▶ WORK TO BE COMPLETED
Copy the records below word for word, leaving out nothing.

▶ AVAILABLE DATA

"""

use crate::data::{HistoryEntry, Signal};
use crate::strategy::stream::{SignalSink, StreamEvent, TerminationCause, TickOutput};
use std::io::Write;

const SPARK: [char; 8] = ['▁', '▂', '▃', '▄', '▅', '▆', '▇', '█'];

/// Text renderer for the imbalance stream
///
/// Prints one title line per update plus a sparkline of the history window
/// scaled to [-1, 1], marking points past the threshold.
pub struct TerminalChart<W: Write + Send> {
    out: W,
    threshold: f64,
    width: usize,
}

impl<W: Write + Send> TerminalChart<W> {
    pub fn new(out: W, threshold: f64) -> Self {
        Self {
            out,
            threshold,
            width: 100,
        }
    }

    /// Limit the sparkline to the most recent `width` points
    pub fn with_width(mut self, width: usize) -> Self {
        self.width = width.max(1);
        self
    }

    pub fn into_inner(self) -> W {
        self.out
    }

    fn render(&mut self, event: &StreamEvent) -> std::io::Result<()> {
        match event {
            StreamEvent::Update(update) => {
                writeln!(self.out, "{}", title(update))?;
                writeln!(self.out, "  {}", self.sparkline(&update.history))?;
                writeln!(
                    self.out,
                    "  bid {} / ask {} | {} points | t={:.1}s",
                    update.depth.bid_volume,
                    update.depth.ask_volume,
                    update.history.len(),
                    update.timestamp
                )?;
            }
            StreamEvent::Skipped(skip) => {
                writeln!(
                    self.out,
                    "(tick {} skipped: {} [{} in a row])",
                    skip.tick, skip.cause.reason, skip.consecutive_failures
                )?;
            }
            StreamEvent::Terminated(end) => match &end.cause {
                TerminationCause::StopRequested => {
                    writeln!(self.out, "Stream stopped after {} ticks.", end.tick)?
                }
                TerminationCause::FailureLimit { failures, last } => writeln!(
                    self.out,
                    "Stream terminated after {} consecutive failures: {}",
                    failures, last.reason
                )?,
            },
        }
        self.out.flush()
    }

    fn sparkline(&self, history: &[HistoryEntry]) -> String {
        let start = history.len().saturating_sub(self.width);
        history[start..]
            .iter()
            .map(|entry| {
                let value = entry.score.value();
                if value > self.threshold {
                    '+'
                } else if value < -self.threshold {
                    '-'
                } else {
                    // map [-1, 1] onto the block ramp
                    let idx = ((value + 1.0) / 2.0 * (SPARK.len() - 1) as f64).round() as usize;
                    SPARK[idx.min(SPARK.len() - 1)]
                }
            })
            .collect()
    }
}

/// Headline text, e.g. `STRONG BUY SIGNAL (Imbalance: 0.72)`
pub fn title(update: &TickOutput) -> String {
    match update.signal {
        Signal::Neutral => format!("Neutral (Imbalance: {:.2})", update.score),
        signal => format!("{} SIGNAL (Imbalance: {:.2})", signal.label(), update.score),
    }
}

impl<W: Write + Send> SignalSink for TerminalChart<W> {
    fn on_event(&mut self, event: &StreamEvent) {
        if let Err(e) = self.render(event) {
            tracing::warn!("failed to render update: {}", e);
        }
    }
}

"""

▶ ANSWER SPACE
use crate::data::{HistoryEntry, Signal};
use crate::strategy::stream::{SignalSink, StreamEvent, TerminationCause, TickOutput};
use std::io::Write;

const SPARK: [char; 8] = ['▁', '▂', '▃', '▄', '▅', '▆', '▇', '█'];

/// Text renderer for the imbalance stream
///
/// Prints one title line per update plus a sparkline of the history window
/// scaled to [-1, 1], marking points past the threshold.
pub struct TerminalChart<W: Write + Send> {
    out: W,
    threshold: f64,
    width: usize,
}

impl<W: Write + Send> TerminalChart<W> {
    pub fn new(out: W, threshold: f64) -> Self {
        Self {
            out,
            threshold,
            width: 100,
        }
    }

    /// Limit the sparkline to the most recent `width` points
    pub fn with_width(mut self, width: usize) -> Self {
        self.width = width.max(1);
        self
    }

    pub fn into_inner(self) -> W {
        self.out
    }

    fn render(&mut self, event: &StreamEvent) -> std::io::Result<()> {
        match event {
            StreamEvent::Update(update) => {
                writeln!(self.out, "{}", title(update))?;
                writeln!(self.out, "  {}", self.sparkline(&update.history))?;
                writeln!(
                    self.out,
                    "  bid {} / ask {} | {} points | t={:.1}s",
                    update.depth.bid_volume,
                    update.depth.ask_volume,
                    update.history.len(),
                    update.timestamp
                )?;
            }
            StreamEvent::Skipped(skip) => {
                writeln!(
                    self.out,
                    "(tick {} skipped: {} [{} in a row])",
                    skip.tick, skip.cause.reason, skip.consecutive_failures
                )?;
            }
            StreamEvent::Terminated(end) => match &end.cause {
                TerminationCause::StopRequested => {
                    writeln!(self.out, "Stream stopped after {} ticks.", end.tick)?
                }
                TerminationCause::FailureLimit { failures, last } => writeln!(
                    self.out,
                    "Stream terminated after {} consecutive failures: {}",
                    failures, last.reason
                )?,
            },
        }
        self.out.flush()
    }

    fn sparkline(&self, history: &[HistoryEntry]) -> String {
        let start = history.len().saturating_sub(self.width);
        history[start..]
            .iter()
            .map(|entry| {
                let value = entry.score.value();
                if value > self.threshold {
                    '+'
                } else if value < -self.threshold {
                    '-'
                } else {
                    // map [-1, 1] onto the block ramp
                    let idx = ((value + 1.0) / 2.0 * (SPARK.len() - 1) as f64).round() as usize;
                    SPARK[idx.min(SPARK.len() - 1)]
                }
            })
            .collect()
    }
}

/// Headline text, e.g. `STRONG BUY SIGNAL (Imbalance: 0.72)`
pub fn title(update: &TickOutput) -> String {
    match update.signal {
        Signal::Neutral => format!("Neutral (Imbalance: {:.2})", update.score),
        signal => format!("{} SIGNAL (Imbalance: {:.2})", signal.label(), update.score),
    }
}

impl<W: Write + Send> SignalSink for TerminalChart<W> {
    fn on_event(&mut self, event: &StreamEvent) {
        if let Err(e) = self.render(event) {
            tracing::warn!("failed to render update: {}", e);
        }
    }
}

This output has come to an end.